§ **Exercise objective**
Look below for the lines from the one with "exports - Effects" to the one with "use crate::error::TicTacToeError;", and copy exactly those lines, both ends included.

§ **Data records**
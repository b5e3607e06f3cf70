//! Opponent difficulty levels.

use serde::{Deserialize, Serialize};

/// How often the computer opponent ignores strategy and plays at random.
#[derive(
    Debug,
    Clone,
    Copy,
    PartialEq,
    Eq,
    Hash,
    Default,
    Serialize,
    Deserialize,
    strum::Display,
    strum::EnumString,
    strum::EnumIter,
)]
#[serde(rename_all = "lowercase")]
#[strum(serialize_all = "lowercase", ascii_case_insensitive)]
pub enum Difficulty {
    /// Random move 40% of the time.
    Easy,
    /// Random move 15% of the time.
    #[default]
    Medium,
    /// Never plays at random.
    Hard,
}

impl Difficulty {
    /// Probability in `[0, 1)` that a turn is a random mistake.
    pub fn mistake_chance(self) -> f64 {
        match self {
            Difficulty::Easy => 0.40,
            Difficulty::Medium => 0.15,
            Difficulty::Hard => 0.0,
        }
    }
}

#[cfg(test)]
mod tests {
    use super::*;
    use std::str::FromStr;

    #[test]
    fn test_mistake_chances() {
        assert_eq!(Difficulty::Easy.mistake_chance(), 0.40);
        assert_eq!(Difficulty::Medium.mistake_chance(), 0.15);
        assert_eq!(Difficulty::Hard.mistake_chance(), 0.0);
    }

    #[test]
    fn test_parse_and_display() {
        assert_eq!(Difficulty::from_str("HARD").unwrap(), Difficulty::Hard);
        assert_eq!(Difficulty::from_str("easy").unwrap(), Difficulty::Easy);
        assert!(Difficulty::from_str("nightmare").is_err());
        assert_eq!(Difficulty::Medium.to_string(), "medium");
    }

    #[test]
    fn test_serde_lowercase() {
        let json = serde_json::to_string(&Difficulty::Hard).unwrap();
        assert_eq!(json, "\"hard\"");
        let parsed: Difficulty = serde_json::from_str("\"easy\"").unwrap();
        assert_eq!(parsed, Difficulty::Easy);
    }
}
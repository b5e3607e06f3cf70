//! Blossom Games library - tic-tac-toe against a casual computer opponent
//!
//! The rules and the opponent live in [`blossom_tictactoe`]; this crate adds
//! everything around them.
//!
//! # Architecture
//!
//! - **Controller**: owns the board, alternates human and computer moves
//! - **Settings**: difficulty, theme, effect toggles and Telegram credentials in TOML
//! - **Effects**: sound cues, vibration patterns and celebration
//! - **Notifier**: posts finished-game messages to a Telegram chat
//! - **TUI**: full-screen ratatui front-end driven by crossterm key events
//!
//! # Example
//!
//! ```
//! use blossom_games::{GameController, GameStatus, TurnResult};
//! use blossom_tictactoe::Difficulty;
//! use rand::SeedableRng;
//!
//! let mut rng = rand::rngs::StdRng::seed_from_u64(1);
//! let mut controller = GameController::new(Difficulty::Hard);
//! controller.start();
//!
//! assert_eq!(controller.play_human(0, &mut rng)?, TurnResult::Continue);
//! let (pos, _) = controller.play_computer(&mut rng)?;
//! assert_eq!(pos, 4);
//! assert_eq!(controller.status(), GameStatus::Playing);
//! # Ok::<(), blossom_games::TurnError>(())
//! ```

#![warn(missing_docs)]
#![forbid(unsafe_code)]

// Private module declarations
mod controller;
mod effects;
mod notifier;
mod promo;
mod settings;
mod tui;

/// Command-line definitions shared with the binary.
pub mod cli;

// Crate-level exports - Turn controller
pub use controller::{GameController, GameReport, GameStatus, HUMAN, TurnError, TurnResult};

// Crate-level exports - Effects
pub use effects::{
    CONFETTI, Effects, NoEffects, SoundCue, TerminalEffects, Tone, Waveform, haptics,
};

// Crate-level exports - Notifications
pub use notifier::{Notifier, NotifyError, TelegramNotifier};

// Crate-level exports - Promo codes
pub use promo::{PROMO_CODE_LEN, generate_promo_code};

// Crate-level exports - Settings
pub use settings::{
    AppSettings, BOT_TOKEN_ENV, CHAT_ID_ENV, SettingsError, SettingsStore, TelegramConfig, Theme,
};

// Crate-level exports - Terminal front-end
pub use tui::{
    App, Command, Screen, SessionEnd, WIN_HIGHLIGHT, cell_width, command_for_key, draw,
    move_cursor, result_text, run_app, run_tui,
};
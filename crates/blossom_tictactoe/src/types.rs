//! Core domain types for tic-tac-toe.

use crate::error::TicTacToeError;
use serde::{Deserialize, Serialize};
use std::str::FromStr;

/// Number of cells on the board.
pub const CELL_COUNT: usize = 9;

/// Player in the game.
#[derive(
    Debug, Clone, Copy, PartialEq, Eq, Hash, Serialize, Deserialize, derive_more::Display,
)]
pub enum Player {
    /// Player X, the human side. Moves first.
    X,
    /// Player O, the computer side.
    O,
}

impl Player {
    /// Returns the opponent player.
    pub fn opponent(self) -> Self {
        match self {
            Player::X => Player::O,
            Player::O => Player::X,
        }
    }
}

/// A square on the tic-tac-toe board.
#[derive(Debug, Clone, Copy, PartialEq, Eq, Hash, Default, Serialize, Deserialize)]
pub enum Square {
    /// Empty square.
    #[default]
    Empty,
    /// Square occupied by a player.
    Occupied(Player),
}

impl Square {
    /// Returns the occupying player, if any.
    pub fn player(self) -> Option<Player> {
        match self {
            Square::Empty => None,
            Square::Occupied(player) => Some(player),
        }
    }
}

impl From<Option<Player>> for Square {
    fn from(value: Option<Player>) -> Self {
        value.map_or(Square::Empty, Square::Occupied)
    }
}

/// Snapshot of a 3x3 board.
///
/// Squares are stored in row-major order, index 0 is the top-left corner and
/// index 8 the bottom-right one. A board is never changed in place by the
/// rules; [`Board::with_move`] returns the next snapshot instead.
#[derive(Debug, Clone, Copy, PartialEq, Eq, Hash, Serialize, Deserialize)]
pub struct Board {
    squares: [Square; CELL_COUNT],
}

impl Board {
    /// Creates a new empty board.
    pub const fn new() -> Self {
        Self {
            squares: [Square::Empty; CELL_COUNT],
        }
    }

    /// Creates a board from nine squares.
    pub const fn from_squares(squares: [Square; CELL_COUNT]) -> Self {
        Self { squares }
    }

    /// Creates a board from a slice, which must hold exactly nine squares.
    #[track_caller]
    pub fn from_slice(squares: &[Square]) -> Result<Self, TicTacToeError> {
        let squares: [Square; CELL_COUNT] = squares.try_into().map_err(|_| {
            TicTacToeError::invalid_argument(format!(
                "board must have {} cells, got {}",
                CELL_COUNT,
                squares.len()
            ))
        })?;
        Ok(Self { squares })
    }

    /// Gets the square at the given position (0-8).
    pub fn get(&self, pos: usize) -> Option<Square> {
        self.squares.get(pos).copied()
    }

    /// Checks if a square is empty. Out-of-range positions are never empty.
    pub fn is_empty(&self, pos: usize) -> bool {
        matches!(self.get(pos), Some(Square::Empty))
    }

    /// Returns all squares as a slice.
    pub fn squares(&self) -> &[Square; CELL_COUNT] {
        &self.squares
    }

    /// Indices of the empty squares, ascending.
    pub fn empty_cells(&self) -> Vec<usize> {
        self.squares
            .iter()
            .enumerate()
            .filter(|(_, square)| **square == Square::Empty)
            .map(|(pos, _)| pos)
            .collect()
    }

    /// Returns the board that results from `player` taking `pos`.
    ///
    /// Fails if `pos` is out of range or already occupied.
    #[track_caller]
    pub fn with_move(&self, pos: usize, player: Player) -> Result<Self, TicTacToeError> {
        match self.get(pos) {
            None => Err(TicTacToeError::invalid_argument(format!(
                "position {} out of bounds (must be 0-8)",
                pos
            ))),
            Some(Square::Occupied(owner)) => Err(TicTacToeError::invalid_state(format!(
                "square {} is already occupied by {}",
                pos, owner
            ))),
            Some(Square::Empty) => {
                let mut next = *self;
                next.squares[pos] = Square::Occupied(player);
                Ok(next)
            }
        }
    }

    /// Places a mark without any checks. Used for hypothetical boards.
    pub(crate) fn with_square(&self, pos: usize, square: Square) -> Self {
        let mut next = *self;
        next.squares[pos] = square;
        next
    }

    /// Formats the board as a human-readable string.
    ///
    /// Empty squares show their 1-based number, matching keyboard input.
    pub fn display(&self) -> String {
        let mut result = String::new();
        for row in 0..3 {
            for col in 0..3 {
                let pos = row * 3 + col;
                let symbol = match self.squares[pos] {
                    Square::Empty => (pos + 1).to_string(),
                    Square::Occupied(player) => player.to_string(),
                };
                result.push_str(&symbol);
                if col < 2 {
                    result.push('|');
                }
            }
            if row < 2 {
                result.push_str("\n-+-+-\n");
            }
        }
        result
    }
}

impl Default for Board {
    fn default() -> Self {
        Self::new()
    }
}

impl From<[Option<Player>; CELL_COUNT]> for Board {
    fn from(cells: [Option<Player>; CELL_COUNT]) -> Self {
        Self {
            squares: cells.map(Square::from),
        }
    }
}

/// Parses a compact board notation.
///
/// `X` and `O` (any case) are marks, `.`, `-` and `_` are empty squares.
/// Whitespace and `|` separators are ignored, so both `"XX.OO...."` and
/// `"XX.|OO.|..."` describe the same board.
impl FromStr for Board {
    type Err = TicTacToeError;

    fn from_str(s: &str) -> Result<Self, Self::Err> {
        let mut squares = Vec::with_capacity(CELL_COUNT);
        for c in s.chars() {
            let square = match c {
                'X' | 'x' => Square::Occupied(Player::X),
                'O' | 'o' => Square::Occupied(Player::O),
                '.' | '-' | '_' => Square::Empty,
                '|' => continue,
                c if c.is_whitespace() => continue,
                other => {
                    return Err(TicTacToeError::invalid_argument(format!(
                        "unexpected character {:?} in board",
                        other
                    )));
                }
            };
            squares.push(square);
        }
        Self::from_slice(&squares)
    }
}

§ **Exercise response**
// Crate-level exports - Effects
pub use effects::{
    CONFETTI, Effects, NoEffects, SoundCue, TerminalEffects, Tone, Waveform, haptics,
};

// Crate-level exports - Notifications
pub use notifier::{Notifier, NotifyError, TelegramNotifier};

// Crate-level exports - Promo codes
pub use promo::{PROMO_CODE_LEN, generate_promo_code};

// Crate-level exports - Settings
pub use settings::{
    AppSettings, BOT_TOKEN_ENV, CHAT_ID_ENV, SettingsError, SettingsStore, TelegramConfig, Theme,
};

// Crate-level exports - Terminal front-end
pub use tui::{
    App, Command, Screen, SessionEnd, WIN_HIGHLIGHT, cell_width, command_for_key, draw,
    move_cursor, result_text, run_app, run_tui,
};
filename crates/blossom_tictactoe/src/types.rs
//! Core domain types for tic-tac-toe.

use crate::error::TicTacToeError;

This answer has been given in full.